Computer readable media, including both non-transitory and non-transitory, removable and non-removable media, may implement information storage by any method or technology. The information may be computer readable instructions, data structures, modules of a program, or other data. Examples of storage media for a computer include, but are not limited to, phase change memory (PRAM), static Random Access Memory (SRAM), dynamic Random Access Memory (DRAM), other types of Random Access Memory (RAM), read Only Memory (ROM), electrically Erasable Programmable Read Only Memory (EEPROM), flash memory or other memory technology, compact disc read only memory (CD-ROM), digital Versatile Discs (DVD) or other optical storage, magnetic cassettes, magnetic tape magnetic disk storage or other magnetic storage devices, or any other non-transmission medium, which can be used to store information that can be accessed by a computing device. Computer-readable media, as defined herein, does not include transitory computer-readable media (transmission media), such as modulated data signals and carrier waves.
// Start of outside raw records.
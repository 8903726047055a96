//! Host objects and native functions.
//!
//! A `HostObject` is a shared, mutable object with an optional prototype
//! link. Identity matters: the reference table deduplicates objects by
//! pointer, and `instanceof` walks prototype links by pointer.
//!
//! Native functions never hold a `RefCell` borrow while they run, so a
//! callee may freely read and write the object it was called on.

use std::cell::RefCell;
use std::collections::BTreeMap;
use std::fmt;
use std::rc::Rc;

use crate::error::type_error;
use crate::traits::GuestApi;
use crate::value::HostValue;

/// Signature of a native function body.
///
/// `Ok` is the return value, `Err` is the thrown value.
pub type NativeFn = dyn Fn(&mut dyn GuestApi, Invocation) -> Result<HostValue, HostValue>;

/// Receiver and arguments of one native function call.
#[derive(Debug, Clone, Default)]
pub struct Invocation {
    pub this: HostValue,
    pub args: Vec<HostValue>,
    /// Set when invoked through `new`.
    pub construct: bool,
}

impl Invocation {
    /// Argument `index`, or undefined when missing.
    pub fn arg(&self, index: usize) -> HostValue {
        self.args.get(index).cloned().unwrap_or_default()
    }
}

pub struct NativeFunction {
    name: String,
    body: Rc<NativeFn>,
    constructible: bool,
}

/// Internal slot of an object.
pub enum ObjectKind {
    Ordinary,
    Array(Vec<HostValue>),
    Bytes(Vec<u8>),
    Function(NativeFunction),
    Error,
}

/// Data-free discriminant of [`ObjectKind`].
#[derive(Clone, Copy, Debug, PartialEq, Eq)]
pub enum ObjectClass {
    Ordinary,
    Array,
    Bytes,
    Function,
    Error,
}

pub struct Object {
    kind: ObjectKind,
    proto: Option<HostObject>,
    properties: BTreeMap<String, HostValue>,
}

/// Shared handle to an [`Object`].
#[derive(Clone)]
pub struct HostObject(Rc<RefCell<Object>>);

impl HostObject {
    pub fn new(kind: ObjectKind, proto: Option<HostObject>) -> Self {
        Self(Rc::new(RefCell::new(Object {
            kind,
            proto,
            properties: BTreeMap::new(),
        })))
    }

    pub fn ordinary() -> Self {
        Self::new(ObjectKind::Ordinary, None)
    }

    pub fn array(items: Vec<HostValue>) -> Self {
        Self::new(ObjectKind::Array(items), None)
    }

    pub fn bytes(data: Vec<u8>) -> Self {
        Self::new(ObjectKind::Bytes(data), None)
    }

    /// An error object with `name` and `message` properties.
    pub fn error(name: &str, message: impl Into<String>) -> Self {
        let obj = Self::new(ObjectKind::Error, None);
        obj.set("name", HostValue::from(name));
        obj.set("message", HostValue::from(message.into()));
        obj
    }

    /// A plain (non-constructible) native function.
    pub fn function<F>(name: &str, body: F) -> Self
    where
        F: Fn(&mut dyn GuestApi, Invocation) -> Result<HostValue, HostValue> + 'static,
    {
        Self::new(
            ObjectKind::Function(NativeFunction {
                name: name.to_owned(),
                body: Rc::new(body),
                constructible: false,
            }),
            None,
        )
    }

    /// A constructible native function with a fresh `prototype` object.
    pub fn constructor<F>(name: &str, body: F) -> Self
    where
        F: Fn(&mut dyn GuestApi, Invocation) -> Result<HostValue, HostValue> + 'static,
    {
        let ctor = Self::new(
            ObjectKind::Function(NativeFunction {
                name: name.to_owned(),
                body: Rc::new(body),
                constructible: true,
            }),
            None,
        );
        ctor.set("prototype", HostObject::ordinary().into());
        ctor
    }

    pub fn ptr_eq(&self, other: &HostObject) -> bool {
        Rc::ptr_eq(&self.0, &other.0)
    }

    /// Pointer identity, stable for as long as this object is alive.
    pub fn identity(&self) -> usize {
        Rc::as_ptr(&self.0) as usize
    }

    pub fn class(&self) -> ObjectClass {
        match self.0.borrow().kind {
            ObjectKind::Ordinary => ObjectClass::Ordinary,
            ObjectKind::Array(_) => ObjectClass::Array,
            ObjectKind::Bytes(_) => ObjectClass::Bytes,
            ObjectKind::Function(_) => ObjectClass::Function,
            ObjectKind::Error => ObjectClass::Error,
        }
    }

    pub fn is_callable(&self) -> bool {
        self.class() == ObjectClass::Function
    }

    pub fn proto(&self) -> Option<HostObject> {
        self.0.borrow().proto.clone()
    }

    /// The `prototype` property as an object, if any.
    pub fn prototype(&self) -> Option<HostObject> {
        match self.get("prototype") {
            HostValue::Object(proto) => Some(proto),
            _ => None,
        }
    }

    pub fn function_name(&self) -> Option<String> {
        match &self.0.borrow().kind {
            ObjectKind::Function(f) => Some(f.name.clone()),
            _ => None,
        }
    }

    fn native(&self) -> Option<(Rc<NativeFn>, bool)> {
        match &self.0.borrow().kind {
            ObjectKind::Function(f) => Some((f.body.clone(), f.constructible)),
            _ => None,
        }
    }

    pub fn array_items(&self) -> Option<Vec<HostValue>> {
        match &self.0.borrow().kind {
            ObjectKind::Array(items) => Some(items.clone()),
            _ => None,
        }
    }

    pub fn with_bytes<R>(&self, f: impl FnOnce(&[u8]) -> R) -> Option<R> {
        match &self.0.borrow().kind {
            ObjectKind::Bytes(data) => Some(f(data)),
            _ => None,
        }
    }

    pub fn with_bytes_mut<R>(&self, f: impl FnOnce(&mut [u8]) -> R) -> Option<R> {
        match &mut self.0.borrow_mut().kind {
            ObjectKind::Bytes(data) => Some(f(data)),
            _ => None,
        }
    }

    /// Own property names, in key order.
    pub fn keys(&self) -> Vec<String> {
        self.0.borrow().properties.keys().cloned().collect()
    }

    // ── Property access ──

    /// Read a property, falling back along the prototype chain.
    pub fn get(&self, key: &str) -> HostValue {
        let proto = {
            let obj = self.0.borrow();
            if let Some(value) = kind_property(&obj.kind, key) {
                return value;
            }
            if let Some(value) = obj.properties.get(key) {
                return value.clone();
            }
            obj.proto.clone()
        };
        proto.map(|p| p.get(key)).unwrap_or_default()
    }

    pub fn set(&self, key: &str, value: HostValue) {
        let mut guard = self.0.borrow_mut();
        let obj = &mut *guard;
        match (&mut obj.kind, array_index(key)) {
            (ObjectKind::Array(items), Some(index)) if is_dense_store(items.len(), index) => {
                store_item(items, index, value)
            }
            (ObjectKind::Bytes(data), Some(index)) => {
                if let Some(slot) = data.get_mut(index) {
                    *slot = to_uint8(&value);
                }
            }
            _ => {
                obj.properties.insert(key.to_owned(), value);
            }
        }
    }

    pub fn delete(&self, key: &str) -> bool {
        self.0.borrow_mut().properties.remove(key);
        true
    }

    pub fn get_index(&self, index: i64) -> HostValue {
        if let Ok(i) = usize::try_from(index) {
            let obj = self.0.borrow();
            match &obj.kind {
                ObjectKind::Array(items) => {
                    if let Some(item) = items.get(i) {
                        return item.clone();
                    }
                }
                ObjectKind::Bytes(data) => {
                    return data
                        .get(i)
                        .map(|b| HostValue::Number(f64::from(*b)))
                        .unwrap_or_default()
                }
                _ => {}
            }
        }
        self.get(&index.to_string())
    }

    pub fn set_index(&self, index: i64, value: HostValue) {
        self.set(&index.to_string(), value)
    }
}

impl fmt::Debug for HostObject {
    fn fmt(&self, f: &mut fmt::Formatter<'_>) -> fmt::Result {
        write!(f, "HostObject({:?}@{:#x})", self.class(), self.identity())
    }
}

fn kind_property(kind: &ObjectKind, key: &str) -> Option<HostValue> {
    match (kind, key) {
        (ObjectKind::Array(items), "length") => Some(HostValue::Number(items.len() as f64)),
        (ObjectKind::Bytes(data), "length" | "byteLength") => {
            Some(HostValue::Number(data.len() as f64))
        }
        (ObjectKind::Function(f), "name") => Some(HostValue::from(f.name.as_str())),
        (ObjectKind::Array(items), _) => array_index(key).and_then(|i| items.get(i).cloned()),
        (ObjectKind::Bytes(data), _) => array_index(key)
            .map(|i| data.get(i).map(|b| HostValue::Number(f64::from(*b))).unwrap_or_default()),
        _ => None,
    }
}

/// Largest length `Array(n)` and `Uint8Array(n)` allocate up front.
pub const MAX_DENSE_LENGTH: usize = 1 << 24;

/// How far past the end a store may extend an array's dense storage.
/// Indices further out, or past `MAX_DENSE_LENGTH`, land in the property
/// map.
const MAX_ARRAY_GAP: usize = 1 << 20;

/// `key` as an array index: canonical decimal, below 2^32 - 1.
///
/// "01", "+1" and "4294967295" stay plain property names.
pub fn array_index(key: &str) -> Option<usize> {
    let canonical = !key.is_empty()
        && key.bytes().all(|b| b.is_ascii_digit())
        && (key == "0" || !key.starts_with('0'));
    if !canonical || key.len() > 10 {
        return None;
    }
    key.parse::<u64>()
        .ok()
        .filter(|&i| i < u64::from(u32::MAX))
        .and_then(|i| usize::try_from(i).ok())
}

fn is_dense_store(len: usize, index: usize) -> bool {
    index < MAX_DENSE_LENGTH && index <= len + MAX_ARRAY_GAP
}

fn store_item(items: &mut Vec<HostValue>, index: usize, value: HostValue) {
    if index >= items.len() {
        items.resize(index + 1, HostValue::Undefined);
    }
    items[index] = value;
}

/// Modular conversion to a byte, as typed-array stores do.
pub fn to_uint8(value: &HostValue) -> u8 {
    match value {
        HostValue::Number(n) if n.is_finite() => (n.trunc() as i64).rem_euclid(256) as u8,
        HostValue::Bool(true) => 1,
        _ => 0,
    }
}

// ── Calls ──

/// Call `callee` with the given receiver and arguments.
pub fn call(
    guest: &mut dyn GuestApi,
    callee: &HostValue,
    this: HostValue,
    args: Vec<HostValue>,
) -> Result<HostValue, HostValue> {
    let (body, _) = callee
        .as_object()
        .and_then(HostObject::native)
        .ok_or_else(|| type_error(format!("{} is not a function", callee.typeof_name())))?;
    body(
        guest,
        Invocation {
            this,
            args,
            construct: false,
        },
    )
}

/// Construct a new object with `target` as the constructor.
///
/// The receiver is a fresh ordinary object whose prototype is
/// `target.prototype`; an object returned by the body replaces it.
pub fn construct(
    guest: &mut dyn GuestApi,
    target: &HostValue,
    args: Vec<HostValue>,
) -> Result<HostValue, HostValue> {
    let ctor = target
        .as_object()
        .ok_or_else(|| type_error(format!("{} is not a constructor", target.typeof_name())))?;
    let body = match ctor.native() {
        Some((body, true)) => body,
        _ => {
            let name = ctor.function_name().unwrap_or_else(|| "value".into());
            return Err(type_error(format!("{name} is not a constructor")));
        }
    };
    let this = HostObject::new(ObjectKind::Ordinary, ctor.prototype());
    let result = body(
        guest,
        Invocation {
            this: this.clone().into(),
            args,
            construct: true,
        },
    )?;
    Ok(match result {
        HostValue::Object(obj) => obj.into(),
        _ => this.into(),
    })
}

/// `value instanceof target`.
///
/// Throws a `TypeError` when `target` is not callable.
pub fn instance_of(value: &HostValue, target: &HostValue) -> Result<bool, HostValue> {
    let ctor = target
        .as_object()
        .filter(|obj| obj.is_callable())
        .ok_or_else(|| type_error("right-hand side of 'instanceof' is not callable"))?;
    let Some(prototype) = ctor.prototype() else {
        return Ok(false);
    };
    let mut current = value.as_object().and_then(HostObject::proto);
    while let Some(proto) = current {
        if proto.ptr_eq(&prototype) {
            return Ok(true);
        }
        current = proto.proto();
    }
    Ok(false)
}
It should also be noted that the terms "comprises," "comprising," or any other variation thereof, are intended to cover a non-exclusive inclusion, such that a process, method, article, or apparatus that comprises a list of elements does not include only those elements but may include other elements not expressly listed or inherent to such process, method, article, or apparatus. Without further limitation, an element defined by the phrase "comprising one … …" does not exclude the presence of other like elements in a process, method, article or apparatus that comprises the element.
Those skilled in the art will appreciate that the present embodiments may be provided as a method, system, or computer program product. Accordingly, the present specification may take the form of an entirely hardware embodiment, an entirely software embodiment or an embodiment combining software and hardware aspects. Furthermore, the present description can take the form of a computer program product on one or more computer-usable storage media (including, but not limited to, disk storage, CD-ROM, optical storage, etc.) having computer-usable program code embodied therein.
The description may be described in the general context of computer-executable instructions, such as program modules, being executed by a computer. Generally, program modules include routines, programs, objects, components, data structures, etc. that perform particular tasks or implement particular abstract data types. The specification may also be practiced in distributed computing environments where tasks are performed by remote processing devices that are linked through a communications network. In a distributed computing environment, program modules may be located in both local and remote computer storage media including memory storage devices.
In this specification, each embodiment is described in a progressive manner, and identical and similar parts of each embodiment are all referred to each other, and each embodiment mainly describes differences from other embodiments. In particular, for system embodiments, since they are substantially similar to method embodiments, the description is relatively simple, as relevant to see a section of the description of method embodiments.
The foregoing is merely exemplary embodiments of the present disclosure and is not intended to limit the present disclosure. Various modifications and changes may be made to the present application by those skilled in the art. Any modifications, equivalent substitutions, improvements, etc. which are within the spirit and principles of the present application are intended to be included within the scope of the claims of the present application.